Elsewhere, disease related to the disaster had begun to crop up. E. coli had been confirmed in the New Orleans floodwaters, and cases of cholera and dysentery were being reported by the next week.

Needs and Opportunities to Help

NAEMT has developed a three-pronged strategy for hurricane relief: It's collecting funds for EMS providers in need; organizing rescue and recovery workers through its PHTLS division; and working to set up a program to temporarily house displaced providers in the Gulf region. For the latest on its efforts, see www.naemt.org.

In addition, EMS Magazine's sister publication Firehouse and website www.firehouse.com have created the ADOPT A FIREHOUSE program, aimed at providing relief to fire/EMS departments, providers and families by recruiting departments across the country to "adopt" and support their affected Gulf-area colleagues.

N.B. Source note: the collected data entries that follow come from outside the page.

use tch::{nn, Tensor};

use crate::attention::MultiheadAttention;
use crate::layer_norm::LayerNorm;

/// x * sigmoid(1.702 * x), the GELU approximation CLIP was trained with.
pub fn quick_gelu(x: &Tensor) -> Tensor {
    x * (x * 1.702).sigmoid()
}

/// FeedForward block (MLP) with QuickGELU.
pub struct Mlp {
    c_fc: nn::Linear,
    c_proj: nn::Linear,
}

impl Mlp {
    pub fn new(vs: &nn::Path, d_model: i64) -> Self {
        let n_hidden = 4 * d_model;
        let c_fc = nn::linear(vs / "c_fc", d_model, n_hidden, Default::default());
        let c_proj = nn::linear(vs / "c_proj", n_hidden, d_model, Default::default());
        Self { c_fc, c_proj }
    }

    pub fn forward(&self, x: &Tensor) -> Tensor {
        quick_gelu(&x.apply(&self.c_fc)).apply(&self.c_proj)
    }
}

/// Pre-norm residual block operating on sequence-first tokens.
pub struct ResidualAttentionBlock {
    attn: MultiheadAttention,
    ln_1: LayerNorm,
    mlp: Mlp,
    ln_2: LayerNorm,
}

impl ResidualAttentionBlock {
    pub fn new(vs: &nn::Path, d_model: i64, n_head: i64, eps: f64) -> Self {
        Self {
            attn: MultiheadAttention::new(&(vs / "attn"), d_model, n_head),
            ln_1: LayerNorm::new(&(vs / "ln_1"), d_model, eps),
            mlp: Mlp::new(&(vs / "mlp"), d_model),
            ln_2: LayerNorm::new(&(vs / "ln_2"), d_model, eps),
        }
    }

    /// x: [HW + 1, BT, D]
    pub fn forward(&self, x: &Tensor, train: bool) -> Tensor {
        // CLIP's visual encoder attends without a mask
        let x = x + self.attn.forward(&self.ln_1.forward(x), None, train);
        &x + self.mlp.forward(&self.ln_2.forward(&x))
    }
}

pub struct Transformer {
    resblocks: Vec<ResidualAttentionBlock>,
}

impl Transformer {
    pub fn new(vs: &nn::Path, width: i64, layers: i64, heads: i64, eps: f64) -> Self {
        let resblocks = (0..layers)
            .map(|i| {
                ResidualAttentionBlock::new(&(vs / "resblocks" / i), width, heads, eps)
            })
            .collect();
        Self { resblocks }
    }

    pub fn forward(&self, x: &Tensor, train: bool) -> Tensor {
        self.resblocks
            .iter()
            .fold(x.shallow_clone(), |x, block| block.forward(&x, train))
    }
}

#[cfg(test)]
mod tests {
    use super::*;
    use tch::{Device, Kind};

    #[test]
    fn quick_gelu_matches_formula() {
        let x = Tensor::from_slice(&[-1.0f32, 0.0, 2.0]);
        let y = quick_gelu(&x);
        let expected = 2.0 / (1.0 + (-1.702f64 * 2.0).exp());
        assert!((y.double_value(&[2]) - expected).abs() < 1e-5);
        assert_eq!(y.double_value(&[1]), 0.0);
    }

    #[test]
    fn stack_uses_clip_parameter_names() {
        let vs = nn::VarStore::new(Device::Cpu);
        let t = Transformer::new(&(vs.root() / "transformer"), 16, 3, 4, 1e-5);
        let vars = vs.variables();
        for i in 0..3 {
            for suffix in [
                "attn.in_proj_weight",
                "ln_1.weight",
                "mlp.c_fc.weight",
                "mlp.c_proj.bias",
                "ln_2.bias",
            ] {
                let key = format!("transformer.resblocks.{}.{}", i, suffix);
                assert!(vars.contains_key(&key), "missing {}", key);
            }
        }
        let x = Tensor::randn([5, 2, 16], (Kind::Float, Device::Cpu));
        assert_eq!(t.forward(&x, false).size(), vec![5, 2, 16]);
    }

    #[test]
    fn zeroed_block_is_identity() {
        let vs = nn::VarStore::new(Device::Cpu);
        let block = ResidualAttentionBlock::new(&vs.root(), 8, 2, 1e-5);
        tch::no_grad(|| {
            for (name, mut var) in vs.variables() {
                if name.contains("out_proj") || name.contains("c_proj") {
                    let _ = var.zero_();
                }
            }
        });
        let x = Tensor::randn([3, 2, 8], (Kind::Float, Device::Cpu));
        assert!(block.forward(&x, false).allclose(&x, 1e-6, 1e-6, false));
    }
}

"The intent...is to provide immediate operational support and…a long-term support system of departments helping departments in the months and years ahead," said firehouse.com founder Dave Iannone, vice president of the Interactive division of the media entities' parent company, Cygnus Business Media.

Hundreds of departments and organizations have already signed up, and the effort has the backing of many major fire-service organizations, including the International Association of Fire Chiefs, National Volunteer Fire Council and the National Fallen Firefighters Foundation. For more, go to www.adoptafirehouse.com.

Upcoming issues of EMS Magazine will feature first-person accounts from the frontlines of the response to Hurricane Katrina, plus detailed analysis of the management of this overwhelming disaster.